Oxygen by first responders:
There is insufficient evidence to recommend for or against the use of oxygen by a first aid provider (Class Indeterminate), and concern exists that oxygen administration may delay other interventions.
Oxygen by basic life support and advanced life support:
To improve oxygenation, health care providers should give 100% inspired oxygen (FiO2 + 1.0) during basic life support and advanced cardiovascular life support as soon as it becomes available
Oxygen for Asthma:
Provide oxygen to all patients with severe asthma, even those with normal oxygenation. Titrate to maintain SaO2 >92%.
Oxygen for stroke patients:
Both out-of-hospital and in-hospital medical personnel should administer supplementary oxygen to hypoxemic (ie, oxygen saturation <92%) stroke patients (Class I) or those with unknown oxygen saturation. Clinicians may consider giving oxygen to patients who are not hypoxemic (Class IIb).

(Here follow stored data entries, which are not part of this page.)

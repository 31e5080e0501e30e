//! Singleton guard: a pid file marking the running instance.
//!
//! The marker is advisory, not a lock. A stale marker left by a dead
//! instance is cleaned up at startup; a marker held by a live process is
//! reported and replaced anyway, so two instances *can* run against the
//! same path. What the marker buys is crash recovery and visibility, not
//! mutual exclusion.

use std::io::ErrorKind;
use std::path::{Path, PathBuf};

use nix::errno::Errno;
use nix::sys::signal::kill;
use nix::unistd::Pid;
use thiserror::Error;
use tracing::{error, info, warn};

#[derive(Error, Debug)]
pub enum PidFileError {
    #[error("pid file {path} holds garbage: {contents:?}")]
    Malformed { path: PathBuf, contents: String },
    #[error("couldn't create pid file: {0}")]
    Create(#[source] std::io::Error),
    #[error(transparent)]
    Io(#[from] std::io::Error),
}

pub struct PidFile {
    path: PathBuf,
}

impl PidFile {
    /// Reconcile any marker left by a previous instance, then install a
    /// fresh one holding the current pid.
    ///
    /// Installation writes the pid to a sibling temp file and hard-links
    /// it into place, so the marker never holds a partial write. A
    /// failing link (the marker reappeared concurrently) is fatal.
    pub fn create(path: impl Into<PathBuf>) -> Result<Self, PidFileError> {
        let path = path.into();
        remove_previous(&path)?;

        let pid = std::process::id();
        let tmp = PathBuf::from(format!("{}.{}", path.display(), pid));
        std::fs::write(&tmp, format!("{pid}\n")).map_err(PidFileError::Create)?;
        let linked = std::fs::hard_link(&tmp, &path);
        let _ = std::fs::remove_file(&tmp);
        linked.map_err(PidFileError::Create)?;

        info!("Created pid file {} (pid {})", path.display(), pid);
        Ok(Self { path })
    }

    /// Remove the marker, ignoring "already gone".
    pub fn close(&self) {
        if let Err(e) = std::fs::remove_file(&self.path) {
            if e.kind() != ErrorKind::NotFound {
                warn!("Failed to remove pid file {}: {}", self.path.display(), e);
            }
        }
    }
}

/// Deal with a marker left behind by a previous instance. Dead owner:
/// the marker is stale, remove it silently. Live owner: report the
/// conflict but proceed; the marker is replaced, not honored.
fn remove_previous(path: &Path) -> Result<(), PidFileError> {
    let contents = match std::fs::read_to_string(path) {
        Ok(c) => c,
        Err(e) if e.kind() == ErrorKind::NotFound => return Ok(()),
        Err(e) => return Err(e.into()),
    };

    let pid: i32 = contents.trim().parse().map_err(|_| PidFileError::Malformed {
        path: path.to_path_buf(),
        contents,
    })?;

    if pid_is_alive(pid) {
        error!("Found fresh pid file {} (pid {} is running)", path.display(), pid);
    } else {
        info!("Found stale pid file {}, removing it", path.display());
    }
    std::fs::remove_file(path)?;
    Ok(())
}

/// Signal 0 probes for existence without delivering anything. EPERM
/// means the process exists but belongs to someone else, so still alive.
fn pid_is_alive(pid: i32) -> bool {
    matches!(kill(Pid::from_raw(pid), None), Ok(()) | Err(Errno::EPERM))
}

#[cfg(test)]
mod tests {
    use super::*;

    /// A pid that is guaranteed dead: spawn a short-lived child and reap it.
    fn dead_pid() -> u32 {
        let mut child = std::process::Command::new("true").spawn().unwrap();
        let pid = child.id();
        child.wait().unwrap();
        pid
    }

    #[test]
    fn test_create_and_close() {
        let dir = tempfile::tempdir().unwrap();
        let path = dir.path().join("relay.pid");

        let pidfile = PidFile::create(&path).unwrap();
        let contents = std::fs::read_to_string(&path).unwrap();
        assert_eq!(contents.trim(), std::process::id().to_string());

        pidfile.close();
        assert!(!path.exists());
    }

    #[test]
    fn test_stale_marker_is_replaced() {
        let dir = tempfile::tempdir().unwrap();
        let path = dir.path().join("relay.pid");
        std::fs::write(&path, format!("{}\n", dead_pid())).unwrap();

        let pidfile = PidFile::create(&path).unwrap();
        let contents = std::fs::read_to_string(&path).unwrap();
        assert_eq!(contents.trim(), std::process::id().to_string());
        pidfile.close();
    }

    #[test]
    fn test_live_marker_still_permits_install() {
        let dir = tempfile::tempdir().unwrap();
        let path = dir.path().join("relay.pid");
        // Our own pid is certainly alive.
        std::fs::write(&path, format!("{}\n", std::process::id())).unwrap();

        let pidfile = PidFile::create(&path).unwrap();
        assert!(path.exists());
        pidfile.close();
    }

    #[test]
    fn test_malformed_marker_is_fatal() {
        let dir = tempfile::tempdir().unwrap();
        let path = dir.path().join("relay.pid");
        std::fs::write(&path, "not a pid\n").unwrap();

        assert!(matches!(
            PidFile::create(&path),
            Err(PidFileError::Malformed { .. })
        ));
    }

    #[test]
    fn test_temp_file_is_cleaned_up() {
        let dir = tempfile::tempdir().unwrap();
        let path = dir.path().join("relay.pid");

        let pidfile = PidFile::create(&path).unwrap();
        let tmp = format!("{}.{}", path.display(), std::process::id());
        assert!(!Path::new(&tmp).exists());
        pidfile.close();
    }

    #[test]
    fn test_close_tolerates_missing_marker() {
        let dir = tempfile::tempdir().unwrap();
        let path = dir.path().join("relay.pid");
        let pidfile = PidFile::create(&path).unwrap();
        std::fs::remove_file(&path).unwrap();
        pidfile.close();
    }

    #[test]
    fn test_pid_is_alive() {
        assert!(pid_is_alive(std::process::id() as i32));
        assert!(!pid_is_alive(dead_pid() as i32));
    }
}
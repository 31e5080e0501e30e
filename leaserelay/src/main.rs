//! leaserelay: pushes DHCP lease events to a provisioning server.
//!
//! A DHCP-server hook script drops one datagram per lease event
//! (commit / expiry / release) on a local unix socket; this daemon
//! decodes each datagram and forwards it to the provisioning server's
//! device-registration API. It runs until SIGTERM.

use std::path::{Path, PathBuf};

use anyhow::{Context, Result, bail};
use serde::Deserialize;
use signal_hook::consts::{SIGINT, SIGTERM};
use signal_hook_tokio::Signals;
use tokio_stream::StreamExt;
use tracing::{error, info};

use lr_agent::{Agent, DhcpInfoSink, PidFile, ProvdSink, RelayConfig, UnixSocketSource};
use lr_provd::{AuthClient, AuthConfig, ProvdClient, ProvdConfig, ServiceKey, spawn_token_renewer};

// ── Configuration ─────────────────────────────────────────────────────

/// Combined daemon config; one TOML file, every field defaulted so an
/// absent file means "all defaults".
#[derive(Debug, Default, Deserialize)]
struct AppConfig {
    #[serde(default)]
    relay: RelayConfig,
    #[serde(default)]
    prov_server: ProvdConfig,
    /// Absent table means unauthenticated pushes.
    #[serde(default)]
    auth: Option<AuthConfig>,
}

impl AppConfig {
    fn load(path: &Path) -> Result<Self> {
        if path.exists() {
            let content = std::fs::read_to_string(path)
                .with_context(|| format!("Failed to read config file: {}", path.display()))?;
            toml::from_str(&content)
                .with_context(|| format!("Failed to parse config file: {}", path.display()))
        } else {
            Ok(Self::default())
        }
    }
}

struct Cli {
    config_path: PathBuf,
    prov_host: Option<String>,
}

/// `--config PATH` plus an optional positional provisioning-host
/// override, e.g. `leaserelay provd.example.org`.
fn parse_cli() -> Cli {
    let mut cli = Cli {
        config_path: PathBuf::from("/etc/leaserelay/config.toml"),
        prov_host: None,
    };

    let args: Vec<String> = std::env::args().skip(1).collect();
    let mut i = 0;
    while i < args.len() {
        if args[i] == "--config" {
            if let Some(path) = args.get(i + 1) {
                cli.config_path = PathBuf::from(path);
                i += 2;
                continue;
            }
        } else if let Some(path) = args[i].strip_prefix("--config=") {
            cli.config_path = PathBuf::from(path);
        } else if cli.prov_host.is_none() {
            cli.prov_host = Some(args[i].clone());
        }
        i += 1;
    }
    cli
}

// ── Main ──────────────────────────────────────────────────────────────

#[tokio::main]
async fn main() -> Result<()> {
    let cli = parse_cli();
    let config = AppConfig::load(&cli.config_path)?;
    init_tracing(&config.relay)?;

    info!("leaserelay starting");

    let Some(host) = cli.prov_host.or_else(|| config.prov_server.host.clone()) else {
        error!("No provisioning server host configured, exiting");
        bail!("no provisioning server host configured");
    };

    if let Some(user) = &config.relay.user {
        drop_privileges(user)?;
    }

    let provd = ProvdClient::new(config.prov_server.base_url(&host));
    info!("Provisioning server: {}", config.prov_server.base_url(&host));

    // Keep a fresh auth token installed for the lifetime of the daemon.
    let renewer = match &config.auth {
        Some(auth_config) => {
            let key = ServiceKey::load(Path::new(&auth_config.key_file))?;
            let auth = AuthClient::new(auth_config, key);
            Some(spawn_token_renewer(auth, provd.clone()))
        }
        None => None,
    };

    let result = run(&config.relay, ProvdSink::new(provd)).await;

    if let Some(renewer) = renewer {
        renewer.abort();
    }
    result
}

/// Acquire the pid file guard, the control socket and the signal handler
/// in that order; loop until a termination signal; release everything in
/// reverse order. Each release step runs regardless of which layer
/// triggered the unwind.
async fn run(config: &RelayConfig, sink: ProvdSink) -> Result<()> {
    let pidfile = PidFile::create(&config.pid_file).context("Failed to create pid file")?;

    let source = match UnixSocketSource::bind(Path::new(&config.socket_path), true) {
        Ok(source) => source,
        Err(e) => {
            pidfile.close();
            return Err(e)
                .with_context(|| format!("Failed to bind control socket {}", config.socket_path));
        }
    };
    info!("Listening on {}", config.socket_path);

    let mut signals = match Signals::new([SIGTERM, SIGINT]) {
        Ok(signals) => signals,
        Err(e) => {
            source.close();
            pidfile.close();
            return Err(e).context("Failed to install signal handler");
        }
    };
    let signals_handle = signals.handle();

    let mut agent = Agent::new(source, sink);
    agent
        .run(async {
            signals.next().await;
        })
        .await;

    signals_handle.close();
    let (source, mut sink) = agent.into_parts();
    source.close();
    pidfile.close();
    sink.close();

    info!("leaserelay stopped");
    Ok(())
}

fn init_tracing(config: &RelayConfig) -> Result<()> {
    let default_level = if config.debug { "debug" } else { "info" };
    let filter = tracing_subscriber::EnvFilter::try_from_default_env()
        .unwrap_or_else(|_| tracing_subscriber::EnvFilter::new(default_level));

    match &config.log_file {
        Some(path) => {
            let file = std::fs::OpenOptions::new()
                .create(true)
                .append(true)
                .open(path)
                .with_context(|| format!("Failed to open log file: {}", path))?;
            tracing_subscriber::fmt()
                .with_env_filter(filter)
                .with_ansi(false)
                .with_writer(std::sync::Arc::new(file))
                .init();
        }
        None => {
            tracing_subscriber::fmt().with_env_filter(filter).compact().init();
        }
    }
    Ok(())
}

/// Drop root privileges to the configured run-as user. Must happen
/// before any resource is acquired; everything the daemon creates is
/// owned by that user.
fn drop_privileges(name: &str) -> Result<()> {
    let user = nix::unistd::User::from_name(name)
        .with_context(|| format!("Failed to look up user {name:?}"))?
        .with_context(|| format!("Unknown user: {name}"))?;
    nix::unistd::setgid(user.gid).context("Failed to drop group privileges")?;
    nix::unistd::setuid(user.uid).context("Failed to drop user privileges")?;
    info!("Running as user {}", name);
    Ok(())
}

#[cfg(test)]
mod tests {
    use super::*;

    #[test]
    fn test_config_defaults_when_file_absent() {
        let config = AppConfig::load(Path::new("/nonexistent/config.toml")).unwrap();
        assert_eq!(config.relay.socket_path, "/run/leaserelay/leaserelay.ctl");
        assert_eq!(config.prov_server.host, None);
        assert!(config.auth.is_none());
    }

    #[test]
    fn test_config_parse() {
        let dir = tempfile::tempdir().unwrap();
        let path = dir.path().join("config.toml");
        std::fs::write(
            &path,
            r#"
            [relay]
            socket_path = "/tmp/relay.ctl"
            debug = true

            [prov_server]
            host = "provd.example.org"
            port = 8667

            [auth]
            host = "auth.example.org"
            key_file = "/tmp/key.toml"
            "#,
        )
        .unwrap();

        let config = AppConfig::load(&path).unwrap();
        assert_eq!(config.relay.socket_path, "/tmp/relay.ctl");
        assert!(config.relay.debug);
        assert_eq!(config.prov_server.host.as_deref(), Some("provd.example.org"));
        assert_eq!(config.prov_server.port, 8667);
        assert_eq!(config.auth.unwrap().host, "auth.example.org");
    }

    #[test]
    fn test_config_rejects_bad_toml() {
        let dir = tempfile::tempdir().unwrap();
        let path = dir.path().join("config.toml");
        std::fs::write(&path, "relay = nonsense").unwrap();
        assert!(AppConfig::load(&path).is_err());
    }
}
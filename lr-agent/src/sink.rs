//! Event sinks: where validated lease events go.

use std::io::Write;

use thiserror::Error;
use tracing::info;

use lr_provd::{ProvdClient, ProvdError};
use lr_wire::DhcpInfo;

#[derive(Error, Debug)]
pub enum SinkError {
    /// The destination itself rejected the record, e.g. the device
    /// already exists.
    #[error("provisioning server rejected DHCP info: {0}")]
    Rejected(ProvdError),
    /// Anything else that went wrong while pushing, with its cause.
    #[error("failed to push DHCP info: {0}")]
    Push(#[source] anyhow::Error),
}

/// Something lease events can be pushed into.
pub trait DhcpInfoSink {
    async fn push(&mut self, info: &DhcpInfo) -> Result<(), SinkError>;

    /// Neither sink buffers anything, so closing is a no-op by default.
    fn close(&mut self) {}
}

/// Debug sink: appends each record as one JSON line to a writer.
pub struct StreamSink<W: Write> {
    writer: W,
}

impl<W: Write> StreamSink<W> {
    pub fn new(writer: W) -> Self {
        Self { writer }
    }

    pub fn into_inner(self) -> W {
        self.writer
    }
}

impl<W: Write> DhcpInfoSink for StreamSink<W> {
    async fn push(&mut self, info: &DhcpInfo) -> Result<(), SinkError> {
        let line = serde_json::to_string(info).map_err(|e| SinkError::Push(e.into()))?;
        writeln!(self.writer, "{}", line).map_err(|e| SinkError::Push(e.into()))?;
        Ok(())
    }
}

/// Production sink: forwards each record to the provisioning server's
/// device-registration call.
pub struct ProvdSink {
    client: ProvdClient,
}

impl ProvdSink {
    pub fn new(client: ProvdClient) -> Self {
        Self { client }
    }
}

impl DhcpInfoSink for ProvdSink {
    async fn push(&mut self, info: &DhcpInfo) -> Result<(), SinkError> {
        info!("Pushing DHCP info to provisioning server");
        match self.client.create_device_from_dhcp(info).await {
            Ok(()) => Ok(()),
            Err(e @ ProvdError::Api { .. }) => Err(SinkError::Rejected(e)),
            Err(e) => Err(SinkError::Push(e.into())),
        }
    }
}

#[cfg(test)]
mod tests {
    use super::*;
    use lr_wire::DhcpOp;
    use std::net::Ipv4Addr;

    #[tokio::test]
    async fn test_stream_sink_appends_json_lines() {
        let mut sink = StreamSink::new(Vec::new());
        sink.push(&DhcpInfo {
            op: DhcpOp::Commit,
            ip: Ipv4Addr::new(192, 168, 1, 10),
            mac: Some("00:11:22:33:44:55".to_string()),
            options: vec!["060ABC".to_string()],
        })
        .await
        .unwrap();
        sink.push(&DhcpInfo {
            op: DhcpOp::Release,
            ip: Ipv4Addr::new(10, 0, 0, 5),
            mac: None,
            options: vec![],
        })
        .await
        .unwrap();
        sink.close();

        let out = String::from_utf8(sink.into_inner()).unwrap();
        let lines: Vec<&str> = out.lines().collect();
        assert_eq!(lines.len(), 2);
        assert!(lines[0].contains("\"op\":\"commit\""));
        assert!(lines[1].contains("\"op\":\"release\""));
    }
}
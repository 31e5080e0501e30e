//! Event source: a unix datagram socket fed by the DHCP-server hook
//! script.

use std::io::ErrorKind;
use std::path::{Path, PathBuf};

use thiserror::Error;
use tokio::net::UnixDatagram;
use tracing::{debug, warn};

use lr_wire::{DecodeError, DhcpInfo, decode};

/// Datagrams larger than this are truncated by the kernel; the hook
/// script sends a handful of short lines.
const RECV_BUFFER_SIZE: usize = 2048;

#[derive(Error, Debug)]
pub enum SourceError {
    #[error("failed to decode datagram: {0}")]
    Decode(#[from] DecodeError),
    #[error("socket receive failed: {0}")]
    Recv(#[from] std::io::Error),
}

/// Something lease events can be pulled from.
pub trait DhcpInfoSource {
    /// Wait for the next event. Blocks until a datagram arrives; this is
    /// the pipeline's only suspension point.
    async fn pull(&mut self) -> Result<DhcpInfo, SourceError>;
}

/// The production source: owns a datagram socket bound to a filesystem
/// path, exclusive for the lifetime of the process.
pub struct UnixSocketSource {
    socket: UnixDatagram,
    path: PathBuf,
    buf: Vec<u8>,
}

impl UnixSocketSource {
    /// Bind to `path`. With `remove_existing`, a socket file left behind
    /// by an unclean shutdown is removed first. Bind failure is fatal to
    /// startup.
    pub fn bind(path: &Path, remove_existing: bool) -> std::io::Result<Self> {
        if remove_existing {
            let _ = std::fs::remove_file(path);
        }
        let socket = UnixDatagram::bind(path)?;
        Ok(Self {
            socket,
            path: path.to_path_buf(),
            buf: vec![0u8; RECV_BUFFER_SIZE],
        })
    }

    /// Release the socket and remove its backing path. A path that is
    /// already gone is not an error.
    pub fn close(self) {
        drop(self.socket);
        if let Err(e) = std::fs::remove_file(&self.path) {
            if e.kind() != ErrorKind::NotFound {
                warn!("Failed to remove socket file {}: {}", self.path.display(), e);
            }
        }
    }
}

impl DhcpInfoSource for UnixSocketSource {
    async fn pull(&mut self) -> Result<DhcpInfo, SourceError> {
        debug!("Waiting for datagram on {}", self.path.display());
        let (len, _addr) = self.socket.recv_from(&mut self.buf).await?;
        let info = decode(&self.buf[..len])?;
        Ok(info)
    }
}
use std::fmt;
use std::net::Ipv4Addr;

use serde::Serialize;

/// Lease life-cycle operation carried on the wire.
#[derive(Debug, Clone, Copy, PartialEq, Eq, Serialize)]
#[serde(rename_all = "lowercase")]
pub enum DhcpOp {
    Commit,
    Expiry,
    Release,
}

impl DhcpOp {
    /// Parse the exact wire string (`commit` / `expiry` / `release`).
    pub fn parse(s: &str) -> Option<Self> {
        match s {
            "commit" => Some(Self::Commit),
            "expiry" => Some(Self::Expiry),
            "release" => Some(Self::Release),
            _ => None,
        }
    }

    pub fn as_str(self) -> &'static str {
        match self {
            Self::Commit => "commit",
            Self::Expiry => "expiry",
            Self::Release => "release",
        }
    }
}

impl fmt::Display for DhcpOp {
    fn fmt(&self, f: &mut fmt::Formatter<'_>) -> fmt::Result {
        f.write_str(self.as_str())
    }
}

/// One decoded lease event, consumed immediately after decoding.
///
/// `mac` and `options` are only populated for commit events; for expiry
/// and release they are never read from the datagram, even if present.
#[derive(Debug, Clone, PartialEq, Eq, Serialize)]
pub struct DhcpInfo {
    pub op: DhcpOp,
    pub ip: Ipv4Addr,
    #[serde(skip_serializing_if = "Option::is_none")]
    pub mac: Option<String>,
    pub options: Vec<String>,
}
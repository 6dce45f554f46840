//! File access for skin loading.
//!
//! The resolver reads every file through [`SkinSource`], so include chains
//! can be tested against an in-memory map and embedded skins can ship
//! inside a binary.

use std::collections::HashMap;
use std::io;
use std::path::{Path, PathBuf};

/// Provider of skin-file text.
pub trait SkinSource {
    fn read_file(&self, path: &Path) -> io::Result<String>;
}

/// Reads from the real filesystem.
#[derive(Debug, Default)]
pub struct FsSource;

impl SkinSource for FsSource {
    fn read_file(&self, path: &Path) -> io::Result<String> {
        std::fs::read_to_string(path)
    }
}

/// In-memory file map, keyed by exact path.
#[derive(Debug, Default)]
pub struct MemorySource {
    files: HashMap<PathBuf, String>,
}

impl MemorySource {
    pub fn new() -> Self {
        Self::default()
    }

    pub fn insert(&mut self, path: impl Into<PathBuf>, text: impl Into<String>) -> &mut Self {
        self.files.insert(path.into(), text.into());
        self
    }
}

impl SkinSource for MemorySource {
    fn read_file(&self, path: &Path) -> io::Result<String> {
        self.files
            .get(path)
            .cloned()
            .ok_or_else(|| io::Error::new(io::ErrorKind::NotFound, format!("{}", path.display())))
    }
}
//! tessera-skin: the skin definition language.
//!
//! Skin files are line-oriented UTF-8 text describing fonts, textures,
//! colors, and named values per widget category. Loading runs in two
//! stages: ingest (tokenize every line, following `INCLUDE_FILE`
//! directives depth-first) and resolve (variable substitution,
//! categorization, category import, address splicing, escape
//! normalization). The result is an immutable [`SkinFile`] store queried
//! by `(category, name)`.
//!
//! ```text
//! [COLORS]
//! CATEGORY Button
//! Border   200 200 200
//! Face     @Panel;Face        # splice another row's parameters
//! ```

pub mod element;
pub mod resolver;
pub mod source;
pub mod store;
pub mod tokenize;

pub use element::{Command, Element, StoreKind};
pub use source::{FsSource, MemorySource, SkinSource};
pub use store::{FontSpec, SkinFile, SpriteSpec};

Oxygen for people having chest pain:
EMS providers may administer oxygen to all patients. If the patient is hypoxemic, providers should titrate therapy based on monitoring of oxyhemoglobin saturation (Class I).
And more:
Administer oxygen to all patients with overt pulmonary congestion or arterial oxygen saturation <90% (Class I). It is also reasonable to administer supplementary oxygen to all patients with ACS for the first 6 hours of therapy (Class IIa). Supplementary oxygen limited ischemic myocardial injury in animals, and oxygen therapy in patients with STEMI reduced the amount of ST-segment elevation. Although a human trial of supplementary oxygen versus room air failed to show a long-term benefit of supplementary oxygen therapy for patients with MI, short-term oxygen administration is beneficial for the patient with unrecognized hypoxemia or unstable pulmonary function. In patients with severe chronic obstructive pulmonary disease, as with any other patient, monitor for hypoventilation.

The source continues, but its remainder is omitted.